Secondly, many criminal justice professionals and others agreed with the Nazi goal of establishing a strong authoritarian state. Many saw the existing democratic government as unstable, weak, and unable to maintain public order. They viewed a strong authoritarian state as necessary to counteract growing street violence and bring stability to Germany. The new Nazi regime moved quickly to transform Germany.

In early 1933, the Nazis justified the suspension of civil liberties and creation of a police state by citing the Communist danger to state and society. For example, the Nazis blamed Communists for the arson attack on the German parliament building, the Reichstag, in Berlin in late February, 1933. The government declared a state of emergency, which vastly expanded police authority.

Many criminal justice officials welcomed these anti-communist actions because they both feared the spread of communism and blamed the Communists for street violence.

Finally, criminal justice professionals applauded some of the changes that the Nazis made to the legal system, such as simplifying criminal trials, giving prosecutors expanded authority over court procedures, and instituting political oversight over dangerous prisoners.

They welcomed the new expansion of police powers, the creation of a strong centralized state, and the end of warring political parties that were common in Weimar Germany. This support from criminal justice officials had far-reaching consequences for the main targets of Nazi persecution: Jews.

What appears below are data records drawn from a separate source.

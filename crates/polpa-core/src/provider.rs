//! # Collaborator Interfaces
//!
//! The external collaborators the engine depends on, as object-safe async
//! traits. polpa-db implements them against SQLite; tests substitute
//! in-memory fakes. The engine never sees a connection pool or a table.

use async_trait::async_trait;

use crate::checkout::SaleDraft;
use crate::error::ProviderError;
use crate::types::{Product, RegisterSession, Sale};

/// Result type for collaborator calls.
pub type ProviderResult<T> = Result<T, ProviderError>;

/// Read side of the product catalog.
#[async_trait]
pub trait CatalogProvider: Send + Sync {
    /// All active products of the store, in name order.
    async fn list_active_products(&self) -> ProviderResult<Vec<Product>>;

    /// Active products matching a case-insensitive substring of name, code,
    /// barcode, or category.
    async fn search_products(&self, query: &str) -> ProviderResult<Vec<Product>>;
}

/// Read side of the cash-register lifecycle. The engine only ever asks
/// whether a session is open and which id a sale should attach to.
#[async_trait]
pub trait RegisterProvider: Send + Sync {
    /// The store's most recent register session, if any.
    async fn current_session(&self) -> ProviderResult<Option<RegisterSession>>;
}

/// Write side of sale persistence.
#[async_trait]
pub trait SaleStore: Send + Sync {
    /// Persists a finalized sale and its line items atomically, assigning
    /// the id, the per-store sequence number, and the creation timestamp.
    async fn create_sale(&self, draft: SaleDraft) -> ProviderResult<Sale>;
}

From the very beginning of the Nazi regime, the Nazis depicted Jews as an alien and hostile race living in Germany.

- [Dr. Lindsay MacNeill] The Nazis promised Germans that they would create a unified German society, that people would stop fighting with each other, that all Germans would be valued together, that all Germans would have jobs and houses and would be successful and flourish. But the basis of this was Nazi racial ideology, this idea that only certain Germans counted as members of this Nazi racial community.

- [Narrator] Hatred of Jews was a central part of the Nazi Party platform, published in 1920. Antisemitism and the persecution of Jews were key tenets of Nazi racist ideology, an ideology which promoted the purity of the so-called Aryan race by excluding those deemed racially inferior. The Nazis openly proclaimed their intention to segregate Jews and to rescind their political, legal, and civil rights.

Between 1933 and the outbreak of war in 1939, the Nazi regime issued more than 400 decrees and regulations that restricted all aspects of the private and public lives of Jews in Germany. For example, the Law for the Restoration of the Professional Civil Service on April 7th, 1933 excluded Jews and those the Nazis regarded as politically unreliable from the civil service.

- [Fritz Glückstein] 1933, I remember my father lost his job as judge. And they told him, you'll have to leave the court. But look, there is a demonstration of Nazis outside. Why don't you go out the back door? You never know what's going to happen. Well, he said, "I came in by the front door and I will leave by the front door." And so he did. But that was the beginning that the good times receded actually, right away.

- [Narrator] Later, the Nuremberg Race Laws of September 15th, 1935 stripped Jews of their rights as German citizens and banned sexual relationships between those defined as Jews and those defined as German under the law.

Subsequent legislation stripped Jews of their property, as well as any opportunity to earn a living in Germany. Having publicly identified Jews as a hostile enemy population, the Nazis relied upon and received the cooperation of criminal justice officials in their persecution, thus setting the stage for the systematic mass murder of Jews in the Holocaust.

- [Dr. Lindsay MacNeill] The actions of criminal justice system professionals, when taken together, resulted in dire consequences. Put simply, the Holocaust could not have happened without them.